Looks like every big tech company in the U.S wants to acquire a piece of the TikTok pie. Oracle is the latest. The enterprise giant joins Microsoft and Twitter who have shown interest in acquiring TikTok operations in several countries including U.S., Canadian, Australian and New Zealand assets.
People familiar with the matter have said that Oracle’s talks are ongoing and have accelerated in recent days.
It’s worth noting that Larry Ellison, Oracle’s co-founder and executive chairman is an open supporter of Donald Trump – he recently threw a campaign fundraising event for him earlier this year in his estate in Coachella Valley, California.
The U.S President has vowed to ban the viral app in his country if ByteDance doesn’t divest its U.S operations.
UPDATE: Donald Trump has expressed support for Oracle to buy TikTok.
On Tuesday, He reiterated his condition that whoever buys TikTok will have to be an American company and that they will have to make a payment to the U.S. government as part of the transaction.
“Well I think Oracle is a great company and I think its owner is a tremendous guy, a tremendous person. I think that Oracle would be certainly somebody that could handle it,” Donald said.
“I guess Microsoft wants it and so does Oracle. And probably so do other people. But they have to make sure the United States is well compensated. Because we’re the ones making it possible. So our Treasury has to be very well compensated. You have to put money into the Treasury,” he added.
In an interesting turn of events, Twitter CEO, Jack Dorsey is now following TikTok Comms on Twitter. TikTok US twitter handle now follows Twitter support.

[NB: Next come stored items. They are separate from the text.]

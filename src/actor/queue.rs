//! Event queue: one bounded channel, many producers, one consumer.
//!
//! The queue itself does not pick a send policy. Each producer chooses
//! explicitly between [`EventSender::try_post`] (drop when full) and
//! [`EventSender::post`] (wait for room).

use super::messages::Event;
use crate::error::AppError;
use crossbeam_channel::{bounded, Receiver, RecvError, Sender, TrySendError};

/// Why a non-blocking post did not enqueue.
#[derive(Debug, Clone, Copy, PartialEq, Eq)]
pub enum PostError {
    /// The queue is at capacity; the event was dropped.
    Full,
    /// The consumer is gone.
    Closed,
}

/// Producer handle. Can only enqueue.
#[derive(Debug, Clone)]
pub struct EventSender {
    tx: Sender<Event>,
}

impl EventSender {
    /// Enqueue without waiting; the event is dropped if the queue is full.
    pub fn try_post(&self, event: Event) -> Result<(), PostError> {
        self.tx.try_send(event).map_err(|e| match e {
            TrySendError::Full(_) => PostError::Full,
            TrySendError::Disconnected(_) => PostError::Closed,
        })
    }

    /// Enqueue, waiting as long as it takes for room.
    pub fn post(&self, event: Event) -> Result<(), AppError> {
        self.tx.send(event).map_err(|_| AppError::QueueClosed)
    }
}

/// The consumer side, owned by the event loop.
#[derive(Debug)]
pub struct EventQueue {
    rx: Receiver<Event>,
    tx: Sender<Event>,
}

impl EventQueue {
    /// Create a queue holding at most `capacity` pending events.
    pub fn new(capacity: usize) -> Self {
        let (tx, rx) = bounded(capacity);
        Self { rx, tx }
    }

    /// A new producer handle.
    pub fn sender(&self) -> EventSender {
        EventSender {
            tx: self.tx.clone(),
        }
    }

    /// Stop handing out producers.
    ///
    /// Once every existing [`EventSender`] is dropped, [`SealedQueue::recv`]
    /// reports the queue as torn down instead of waiting forever.
    pub fn seal(self) -> SealedQueue {
        SealedQueue { rx: self.rx }
    }
}

/// Consumer side after wiring is complete.
#[derive(Debug)]
pub struct SealedQueue {
    rx: Receiver<Event>,
}

impl SealedQueue {
    /// Wait for the next event.
    ///
    /// Fails only once every producer has been dropped.
    pub fn recv(&self) -> Result<Event, RecvError> {
        self.rx.recv()
    }
}

#[cfg(test)]
mod tests {
    use super::*;
    use crate::actor::messages::{InputRecord, Key};
    use std::thread;
    use std::time::Duration;

    #[test]
    fn test_fifo_across_producers() {
        let queue = EventQueue::new(8);
        let ticks = queue.sender();
        let input = queue.sender();

        ticks.try_post(Event::Tick).unwrap();
        input.post(Event::Input(InputRecord::short(Key::Ok))).unwrap();
        ticks.try_post(Event::Tick).unwrap();

        let queue = queue.seal();
        assert_eq!(queue.recv(), Ok(Event::Tick));
        assert_eq!(queue.recv(), Ok(Event::Input(InputRecord::short(Key::Ok))));
        assert_eq!(queue.recv(), Ok(Event::Tick));
    }

    #[test]
    fn test_try_post_drops_when_full() {
        let queue = EventQueue::new(1);
        let sender = queue.sender();

        assert_eq!(sender.try_post(Event::Tick), Ok(()));
        assert_eq!(sender.try_post(Event::Tick), Err(PostError::Full));
        drop(sender);

        let queue = queue.seal();
        assert_eq!(queue.recv(), Ok(Event::Tick));
        assert!(queue.recv().is_err());
    }

    #[test]
    fn test_post_waits_for_room() {
        let queue = EventQueue::new(1);
        let sender = queue.sender();
        sender.try_post(Event::Tick).unwrap();

        let producer = thread::spawn(move || sender.post(Event::Input(InputRecord::short(Key::Back))));

        thread::sleep(Duration::from_millis(30));
        assert!(!producer.is_finished());

        let queue = queue.seal();
        assert_eq!(queue.recv(), Ok(Event::Tick));
        assert!(producer.join().unwrap().is_ok());
        assert_eq!(queue.recv(), Ok(Event::Input(InputRecord::short(Key::Back))));
    }

    #[test]
    fn test_sealed_queue_reports_teardown() {
        let queue = EventQueue::new(4);
        let sender = queue.sender();
        let queue = queue.seal();

        sender.try_post(Event::Tick).unwrap();
        drop(sender);

        assert_eq!(queue.recv(), Ok(Event::Tick));
        assert!(queue.recv().is_err());
    }

    #[test]
    fn test_posting_to_torn_down_queue() {
        let queue = EventQueue::new(4);
        let sender = queue.sender();
        drop(queue);

        assert_eq!(sender.try_post(Event::Tick), Err(PostError::Closed));
        assert!(matches!(sender.post(Event::Tick), Err(AppError::QueueClosed)));
    }
}
//! Recording doubles for the external records, shared by the unit tests.

use crate::display::{Renderer, TextCanvas, ViewPort};
use crate::error::SensorError;
use crate::notify::{Feedback, Notifier};
use crate::sensor::{LightSensor, Mode};
use crate::state::SharedState;
use std::collections::VecDeque;
use std::sync::{Arc, Mutex};
use std::time::Duration;

pub const LOCK: Duration = Duration::from_millis(50);

/// Ordered log of calls made on the doubles.
#[derive(Debug, Clone, Default)]
pub struct Journal(Arc<Mutex<Vec<String>>>);

impl Journal {
    pub fn record(&self, entry: impl Into<String>) {
        self.0.lock().unwrap().push(entry.into());
    }

    pub fn entries(&self) -> Vec<String> {
        self.0.lock().unwrap().clone()
    }

    pub fn count(&self, entry: &str) -> usize {
        self.entries().iter().filter(|e| *e == entry).count()
    }

    pub fn position(&self, entry: &str) -> Option<usize> {
        self.entries().iter().position(|e| e == entry)
    }
}

/// Sensor answering from a script; runs out into read failures.
pub struct ScriptedSensor {
    journal: Journal,
    trigger: VecDeque<Result<(), SensorError>>,
    reads: VecDeque<Result<f32, SensorError>>,
}

impl ScriptedSensor {
    pub fn new(journal: &Journal, reads: impl IntoIterator<Item = Result<f32, SensorError>>) -> Self {
        Self {
            journal: journal.clone(),
            trigger: VecDeque::new(),
            reads: reads.into_iter().collect(),
        }
    }

    pub fn with_triggers(mut self, trigger: impl IntoIterator<Item = Result<(), SensorError>>) -> Self {
        self.trigger = trigger.into_iter().collect();
        self
    }
}

impl LightSensor for ScriptedSensor {
    fn reset(&mut self) -> Result<(), SensorError> {
        self.journal.record("sensor:reset");
        Ok(())
    }

    fn set_power_state(&mut self, on: bool) -> Result<(), SensorError> {
        self.journal
            .record(if on { "sensor:power_on" } else { "sensor:power_off" });
        Ok(())
    }

    fn set_mode(&mut self, mode: Mode) -> Result<(), SensorError> {
        self.journal.record(format!("sensor:mode:{mode:?}"));
        Ok(())
    }

    fn trigger_manual_conversion(&mut self) -> Result<(), SensorError> {
        self.journal.record("sensor:trigger");
        self.trigger.pop_front().unwrap_or(Ok(()))
    }

    fn read_light(&mut self) -> Result<f32, SensorError> {
        self.journal.record("sensor:read");
        self.reads.pop_front().unwrap_or(Err(SensorError::NoConversion))
    }
}

/// View that renders synchronously on every update.
pub struct RecordingView {
    journal: Journal,
    state: SharedState,
    renderer: Renderer,
    frames: Arc<Mutex<Vec<String>>>,
}

impl RecordingView {
    pub fn new(journal: &Journal, state: &SharedState) -> Self {
        Self {
            journal: journal.clone(),
            state: state.clone(),
            renderer: Renderer::new(LOCK),
            frames: Arc::default(),
        }
    }

    /// Handle to the rendered frames, usable after the view moved.
    pub fn frames(&self) -> Arc<Mutex<Vec<String>>> {
        self.frames.clone()
    }
}

impl ViewPort for RecordingView {
    fn update(&self) {
        self.journal.record("view:update");
        let mut canvas = TextCanvas::new(32, 8);
        self.renderer.render(&mut canvas, &self.state);
        self.frames.lock().unwrap().push(canvas.to_lines().join("\n"));
    }

    fn release(&mut self) {
        self.journal.record("view:release");
    }
}

/// Notifier writing into the journal.
pub struct JournalNotifier(pub Journal);

impl Notifier for JournalNotifier {
    fn notify(&self, feedback: Feedback) {
        self.0.record(format!("notify:{feedback:?}"));
    }

    fn close(&mut self) {
        self.0.record("notify:close");
    }
}
//! Renderer: draws the shared meter state onto a canvas.

use super::canvas::{Canvas, Font};
use crate::state::SharedState;
use log::warn;
use std::time::Duration;

/// Label of the action hint on the bottom row.
pub const ACTION_LABEL: &str = "Send";

/// Shown in place of the value before the first successful reading.
pub const PLACEHOLDER: &str = "---";

/// Result of a render call.
#[derive(Debug, Clone, Copy, PartialEq, Eq)]
pub enum RenderOutcome {
    /// The canvas holds a fresh frame.
    Drawn,
    /// The state was contended; the canvas was left untouched.
    Skipped,
}

const VALUE_PREFIX: &str = "Received value: ";
const VALUE_SUFFIX: &str = " lux";
const VALUE_COLUMNS: usize = 8;

/// Columns the value line needs; narrower canvases clip the reading.
#[allow(clippy::cast_possible_truncation)]
pub const VALUE_LINE_WIDTH: u16 =
    (VALUE_PREFIX.len() + VALUE_COLUMNS + VALUE_SUFFIX.len()) as u16;

/// Format a reading as a fixed-width (8 column) value.
pub fn format_lux(lux: Option<f32>) -> String {
    match lux {
        Some(value) => format!("{value:width$.2}", width = VALUE_COLUMNS),
        None => format!("{PLACEHOLDER:>width$}", width = VALUE_COLUMNS),
    }
}

/// Draws the meter screen.
#[derive(Debug, Clone, Copy)]
pub struct Renderer {
    lock_timeout: Duration,
}

impl Renderer {
    /// Row the value line is drawn on.
    pub const VALUE_ROW: u16 = 1;

    /// Create a renderer that waits at most `lock_timeout` for the state.
    pub const fn new(lock_timeout: Duration) -> Self {
        Self { lock_timeout }
    }

    /// Draw the current state.
    ///
    /// The state stays acquired for the whole draw so a concurrent poll
    /// cannot land halfway through a frame.
    pub fn render<C: Canvas + ?Sized>(&self, canvas: &mut C, state: &SharedState) -> RenderOutcome {
        let meter = match state.acquire(self.lock_timeout) {
            Ok(meter) => meter,
            Err(e) => {
                warn!("Skipping render: {e}");
                return RenderOutcome::Skipped;
            }
        };

        canvas.clear();
        canvas.set_font(Font::Primary);
        let line = format!("{VALUE_PREFIX}{}{VALUE_SUFFIX}", format_lux(meter.lux()));
        canvas.draw_str(0, Self::VALUE_ROW, &line);
        canvas.draw_button_center(ACTION_LABEL);

        drop(meter);
        RenderOutcome::Drawn
    }
}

*Stares directly into camera* https://t.co/HwTqRRXv3E pic.twitter.com/kie6a8jKqE
— Techweez (@techweez) August 19, 2020
Oracle is a strange buyer seeing that it doesn’t have any consumer-facing social platforms – this fact alone makes Microsoft buying TikTok a loot cooler than it seemed when they announced their interest.
Nobody saw this coming.
because when I think relational databases, first thing that comes to mind is… https://t.co/4Yc9kUqIxs
— Ari Levy (@levynews) August 18, 2020
Critics have pointed that this could be Oracle messing with Microsoft.
Oracle is currently working with General Atlantic and Sequoia Capital as U.S investors. The two venture capital firms already own a stake in ByteDance.
Are you really even a tech company if you haven’t explored acquiring TikTok?
Who's next? Salesforce, Slack, SAP, Adobe?
"Oracle enters race to buy TikTok’s US operations"https://t.co/9DHItjrOVg pic.twitter.com/bkoQaLyXvg— Subrahmanyam KVJ (@SuB8u) August 18, 2020
TikTok recently started a new Twitter account and tiktokus.info, a website that organizes the company’s statements, aggregate positive news and stories in an effort to “set the record straight” about the app. TikTok also strongly refers to the growing concerns over U.S. user privacy and security as “rumors and misinformation” that are “proliferating in Washington and in the media.”
TikTok is the daily destination for millions of people to express themselves creatively. We have launched a new information hub to shine a light on the facts, and serve as a source of truth to address the misinformation about TikTok. https://t.co/3dfEibdNsB
— TikTok_Comms (@tiktok_comms) August 17, 2020
The social media platform also recently partnered up with UnitedMasters, a music distribution company to let creators on the short video sharing platform distribute their songs directly to streaming services like YouTube, Spotify and Apple Music.